Answer:
a. The arrow leaves the bow at 30 m/s.
b. The maximum height of the arrow is 46 m.
Step-by-step explanation:
Hi there!
a. As the string is being stretched the arrow acquires elastic potential energy and when it is released, all the elastic potential energy of the arrow will be transformed into kinetic energy (since no energy is dissipated by friction). Then, the initial elastic potential energy (EPE) of the arrow is equal to its final kinetic energy (KE):
EPE = KE
1/2 · k · x² = 1/2 · m · v²
Where:
k = spring constant.
x = stretching distance of the string.
m = mass of the arrow.
v = speed.
The spring constant can be calculated using Hooke´s law (the force needed to stretch or compress a spring is proportional to the stretching or compressing distance (i.e: the more you compress or stretch the spring, the more force you need to apply)):
Mathematically, it is expressed as follows:
F = kx
F/x = k
Then, replacing k in the equation:
1/2 · k · x² = 1/2 · m · v²
1/2 · F/x · x² = 1/2 · m · v²
1/2 · F · x = 1/2 · m · v²
Solving for v:
F · x / m = v²
v = √(F · x / m)
v = √ (201 N · 1.3 m / 0.30 kg)
v = 30 m/s
The arrow leaves the bow at 30 m/s
b. If the arrow is shot straight up, the initial kinetic energy (or elastic potential energy) will be converted into gravitational potential energy. At the maximum height, the kinetic energy of the arrow is zero (v = 0, KE = 0) meaning that all the initial kinetic energy of the arrow was converted into gravitational potential energy (PE).

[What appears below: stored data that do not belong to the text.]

// crc.rs — CRC-32 map checksums
// Delegates to the `crc` crate (CRC-32/ISO-HDLC, the zlib/PNG polynomial).

use crc::{Crc, CRC_32_ISO_HDLC};

const CRC_CALC: Crc<u32> = Crc::<u32>::new(&CRC_32_ISO_HDLC);

/// Compute the checksum for an entire block of data.
pub fn crc_block(data: &[u8]) -> u32 {
    CRC_CALC.checksum(data)
}
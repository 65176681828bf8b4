//! # 选择重建
//!
//! ## 设计思路
//!
//! 按原顺序把“透传文件 / 重压缩文件”重新组装为 `FileCollection`，
//! 再以一次赋值装回控件，不对控件上的旧列表做任何逐项修改，
//! 并发读取方（例如页面自己的提交逻辑）永远看不到半成品。

use super::{FileCollection, SelectedFile, UploadTarget};
use crate::compressor::RecompressedFile;
use crate::error::AppError;

/// 单个位置上的处理结果。
#[derive(Debug, Clone)]
pub enum SelectionEntry {
    /// 非图片文件，原样保留。
    Passthrough(SelectedFile),
    /// 图片文件的重压缩结果。
    Recompressed(RecompressedFile),
}

impl SelectionEntry {
    pub fn file(&self) -> &SelectedFile {
        match self {
            Self::Passthrough(file) => file,
            Self::Recompressed(recompressed) => recompressed.file(),
        }
    }

    pub fn into_file(self) -> SelectedFile {
        match self {
            Self::Passthrough(file) => file,
            Self::Recompressed(recompressed) => recompressed.into_file(),
        }
    }
}

/// 按原顺序重建文件列表。
///
/// 条目数必须与原列表一致，第 i 个条目必须对应原列表第 i 个文件。
pub fn rebuild(original: &FileCollection, entries: Vec<SelectionEntry>) -> Result<FileCollection, AppError> {
    if entries.len() != original.len() {
        return Err(AppError::Selection(format!(
            "重建条目数 {} 与原选择数 {} 不一致",
            entries.len(),
            original.len()
        )));
    }

    for (index, (source, entry)) in original.iter().zip(&entries).enumerate() {
        match entry {
            SelectionEntry::Passthrough(file) if file != source => {
                return Err(AppError::Selection(format!("第 {} 项透传文件与原文件不一致", index)));
            }
            SelectionEntry::Recompressed(recompressed) if recompressed.file().name() != source.name() => {
                return Err(AppError::Selection(format!(
                    "第 {} 项文件名不一致：{} != {}",
                    index,
                    recompressed.file().name(),
                    source.name()
                )));
            }
            _ => {}
        }
    }

    Ok(entries.into_iter().map(SelectionEntry::into_file).collect())
}

/// 以一次赋值替换目标控件上的文件列表。
pub fn commit(target: &UploadTarget, files: FileCollection) {
    log::debug!("📝 提交新文件列表 - 控件: {} 文件数: {}", target.id(), files.len());
    target.control().replace_files(files);
}
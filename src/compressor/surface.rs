//! # 中间模型
//!
//! - `DecodedSurface`：解码阶段输出，RGBA 像素网格，归一次编码调用独占
//! - `RecompressedFile`：编码阶段输出，外形与 `SelectedFile` 一致，附带压缩统计

use image::RgbaImage;

use crate::upload::SelectedFile;

/// 解码后的像素数据。
pub struct DecodedSurface {
    pub(crate) pixels: RgbaImage,
}

impl DecodedSurface {
    pub fn from_rgba(pixels: RgbaImage) -> Self {
        Self { pixels }
    }

    pub fn width(&self) -> u32 {
        self.pixels.width()
    }

    pub fn height(&self) -> u32 {
        self.pixels.height()
    }

    pub fn dimensions(&self) -> (u32, u32) {
        self.pixels.dimensions()
    }

    pub fn pixels(&self) -> &RgbaImage {
        &self.pixels
    }

    /// 是否存在非不透明像素。
    pub fn has_transparency(&self) -> bool {
        self.pixels.pixels().any(|p| p.0[3] != u8::MAX)
    }
}

/// 重新编码后的文件。
///
/// 文件名保持原样，不随新编码改扩展名；MIME 为实际产出的编码类型。
#[derive(Debug, Clone)]
pub struct RecompressedFile {
    file: SelectedFile,
    original_size: usize,
    width: u32,
    height: u32,
}

impl RecompressedFile {
    pub(crate) fn new(file: SelectedFile, original_size: usize, width: u32, height: u32) -> Self {
        Self {
            file,
            original_size,
            width,
            height,
        }
    }

    pub fn file(&self) -> &SelectedFile {
        &self.file
    }

    pub fn into_file(self) -> SelectedFile {
        self.file
    }

    pub fn original_size(&self) -> usize {
        self.original_size
    }

    pub fn compressed_size(&self) -> usize {
        self.file.len()
    }

    pub fn dimensions(&self) -> (u32, u32) {
        (self.width, self.height)
    }

    /// 压缩后体积 / 原体积；原体积为 0 时返回 1.0。
    pub fn ratio(&self) -> f64 {
        if self.original_size == 0 {
            return 1.0;
        }
        self.compressed_size() as f64 / self.original_size as f64
    }
}
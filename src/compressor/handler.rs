//! # 核心编排模块
//!
//! ## 设计思路
//!
//! `ImageCompressor` 只负责流程编排与配置管理，不直接与上传控件绑定。
//! 单个文件的处理链路固定为：读取配置快照 → 解码 → 铺底重编码。
//!
//! ## 实现思路
//!
//! - 配置通过 `Arc<RwLock<CompressorConfig>>` 支持运行时切换档位。
//! - 单次选择内使用同一份配置快照，避免处理中途配置漂移。
//! - 同一次选择内的文件严格按顺序处理：第 N 个文件完成后才开始第 N+1 个。
//! - 记录 `decode/encode/total` 阶段耗时，便于性能诊断。

use std::sync::{Arc, RwLock};
use std::time::Instant;

use super::{CompressError, CompressionProfile, CompressorConfig, RecompressedFile, decoder, encoder};
use crate::upload::{FileCollection, SelectedFile, SelectionEntry};

/// 图片压缩器。
#[derive(Clone)]
pub struct ImageCompressor {
    config: Arc<RwLock<CompressorConfig>>,
}

impl ImageCompressor {
    /// 根据初始配置创建压缩器。
    ///
    /// # 示例
    /// ```rust
    /// use upload_compressor::{CompressorConfig, ImageCompressor};
    ///
    /// let compressor = ImageCompressor::new(CompressorConfig::default())?;
    /// # Ok::<(), upload_compressor::CompressError>(())
    /// ```
    pub fn new(config: CompressorConfig) -> Result<Self, CompressError> {
        config.validate()?;
        Ok(Self {
            config: Arc::new(RwLock::new(config)),
        })
    }

    /// 获取配置快照。
    pub fn config_snapshot(&self) -> Result<CompressorConfig, CompressError> {
        self.config
            .read()
            .map(|cfg| cfg.clone())
            .map_err(|_| CompressError::InvalidConfig("配置读取锁已中毒".to_string()))
    }

    /// 整体替换配置，只影响之后开始的处理。
    pub fn set_config(&self, config: CompressorConfig) -> Result<(), CompressError> {
        config.validate()?;
        let mut current = self
            .config
            .write()
            .map_err(|_| CompressError::InvalidConfig("配置写入锁已中毒".to_string()))?;
        *current = config;
        Ok(())
    }

    /// 切换压缩档位。
    pub fn set_profile(&self, profile: CompressionProfile) -> Result<(), CompressError> {
        let mut config = self
            .config
            .write()
            .map_err(|_| CompressError::InvalidConfig("配置写入锁已中毒".to_string()))?;
        config.apply_profile(profile);

        log::info!(
            "⚙️ 已切换压缩档位：{}（quality={}, output={}）",
            profile.as_str(),
            config.quality,
            config.output_mime
        );

        Ok(())
    }

    pub fn profile(&self) -> Result<CompressionProfile, CompressError> {
        Ok(self.config_snapshot()?.infer_profile())
    }

    /// 压缩单个图片文件。
    pub async fn compress_file(&self, file: &SelectedFile) -> Result<RecompressedFile, CompressError> {
        let config = self.config_snapshot()?;
        self.compress_with(file, &config).await
    }

    /// 依次处理一次选择中的全部文件。
    ///
    /// 非图片文件原样透传；任一图片失败立即返回错误，不产出部分结果。
    pub async fn compress_selection(&self, files: &FileCollection) -> Result<Vec<SelectionEntry>, CompressError> {
        let config = self.config_snapshot()?;
        let mut entries = Vec::with_capacity(files.len());

        for file in files {
            if !file.is_image() {
                log::debug!("⏭️ 非图片文件原样保留：{}（{}）", file.name(), file.mime_type());
                entries.push(SelectionEntry::Passthrough(file.clone()));
                continue;
            }

            let recompressed = self.compress_with(file, &config).await?;
            entries.push(SelectionEntry::Recompressed(recompressed));
        }

        Ok(entries)
    }

    async fn compress_with(
        &self,
        file: &SelectedFile,
        config: &CompressorConfig,
    ) -> Result<RecompressedFile, CompressError> {
        let total_start = Instant::now();

        let decode_start = Instant::now();
        let surface = decoder::decode_async(file.clone(), config.clone()).await?;
        let decode_elapsed = decode_start.elapsed();

        let encode_start = Instant::now();
        let recompressed = encoder::encode_async(surface, file.clone(), config.clone()).await?;
        let encode_elapsed = encode_start.elapsed();

        let (width, height) = recompressed.dimensions();
        log::info!(
            "✅ 图片压缩完成 - 文件: {} 尺寸: {}x{} 体积: {} -> {} 字节（{:.0}%） decode={}ms encode={}ms total={}ms",
            file.name(),
            width,
            height,
            recompressed.original_size(),
            recompressed.compressed_size(),
            recompressed.ratio() * 100.0,
            decode_elapsed.as_millis(),
            encode_elapsed.as_millis(),
            total_start.elapsed().as_millis()
        );

        Ok(recompressed)
    }
}
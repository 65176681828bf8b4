//! # 重压缩编码模块
//!
//! ## 实现思路
//!
//! 1. 分配与解码结果同尺寸的画布
//! 2. 绘制前先用不透明背景色（默认白色）铺满整张画布
//! 3. 在 (0, 0) 处按原尺寸做 alpha 合成
//! 4. 按配置的格式与质量序列化
//! 5. 以原文件名包装为 `RecompressedFile`
//!
//! 有损输出无法表达 alpha，不铺底的话透明区域会落到后端默认色（通常是黑色）上。

use std::io::Cursor;

use image::codecs::jpeg::JpegEncoder;
use image::codecs::png::PngEncoder;
use image::{DynamicImage, ExtendedColorType, ImageEncoder, Rgba, RgbImage, RgbaImage, imageops};

use super::{CompressError, CompressorConfig, DecodedSurface, OutputFormat, RecompressedFile};
use crate::upload::SelectedFile;

/// 把 [0, 1] 的质量系数映射为 JPEG 的 1..=100。
pub fn jpeg_quality(quality: f32) -> u8 {
    let scaled = (quality.clamp(0.0, 1.0) * 100.0).round() as u8;
    scaled.clamp(1, 100)
}

/// 把解码结果压平到不透明背景上。
pub fn flatten_onto_background(surface: &DecodedSurface, background: [u8; 3]) -> RgbImage {
    let (width, height) = surface.dimensions();
    let [r, g, b] = background;

    let mut canvas = RgbaImage::from_pixel(width, height, Rgba([r, g, b, u8::MAX]));
    imageops::overlay(&mut canvas, surface.pixels(), 0, 0);

    DynamicImage::ImageRgba8(canvas).to_rgb8()
}

/// 同步编码，供阻塞线程池调用。
///
/// `original` 只提供文件名、修改时间与原始体积，不会被修改。
pub fn encode(
    surface: DecodedSurface,
    original: &SelectedFile,
    config: &CompressorConfig,
) -> Result<RecompressedFile, CompressError> {
    let (width, height) = surface.dimensions();
    let canvas = flatten_onto_background(&surface, config.background);
    drop(surface);

    let format = config.output_format();
    let quality = config.effective_quality();
    let bytes = serialize(&canvas, format, quality)?;

    if bytes.is_empty() {
        return Err(CompressError::Encode(format!("{} 编码结果为空", original.name())));
    }

    log::debug!(
        "📦 编码完成 - 文件: {} 类型: {} 质量: {:.2} 体积: {} -> {} 字节",
        original.name(),
        format.mime_type(),
        quality,
        original.len(),
        bytes.len()
    );

    let file = SelectedFile::new(original.name(), format.mime_type(), bytes)
        .with_last_modified(original.last_modified());

    Ok(RecompressedFile::new(file, original.len(), width, height))
}

/// 在阻塞线程池中编码。
pub async fn encode_async(
    surface: DecodedSurface,
    original: SelectedFile,
    config: CompressorConfig,
) -> Result<RecompressedFile, CompressError> {
    tokio::task::spawn_blocking(move || encode(surface, &original, &config))
        .await
        .map_err(|e| CompressError::Task(format!("编码任务异常退出：{}", e)))?
}

fn serialize(canvas: &RgbImage, format: OutputFormat, quality: f32) -> Result<Vec<u8>, CompressError> {
    let mut cursor = Cursor::new(Vec::new());
    let (width, height) = canvas.dimensions();

    match format {
        OutputFormat::Jpeg => {
            JpegEncoder::new_with_quality(&mut cursor, jpeg_quality(quality))
                .write_image(canvas.as_raw(), width, height, ExtendedColorType::Rgb8)
                .map_err(|e| CompressError::Encode(format!("JPEG 编码失败：{}", e)))?;
        }
        OutputFormat::Png => {
            PngEncoder::new(&mut cursor)
                .write_image(canvas.as_raw(), width, height, ExtendedColorType::Rgb8)
                .map_err(|e| CompressError::Encode(format!("PNG 编码失败：{}", e)))?;
        }
    }

    Ok(cursor.into_inner())
}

Then, the final potential energy has to be equal to the initial kinetic energy because the total energy is conserved (i.e. it remains constant).
PE = KE
m · g · h = 1/2 · m · v²
Where:
g = acceleration due to gravity (9.8 m/s²)
h = height.
Solving for h:
h = 1/2 · v²/g
h = 1/2 · (30 m/s)² / 9.8 m/s²
h = 46 m (44 m without rounding the velocity).
The maximum height of the arrow is 46 m.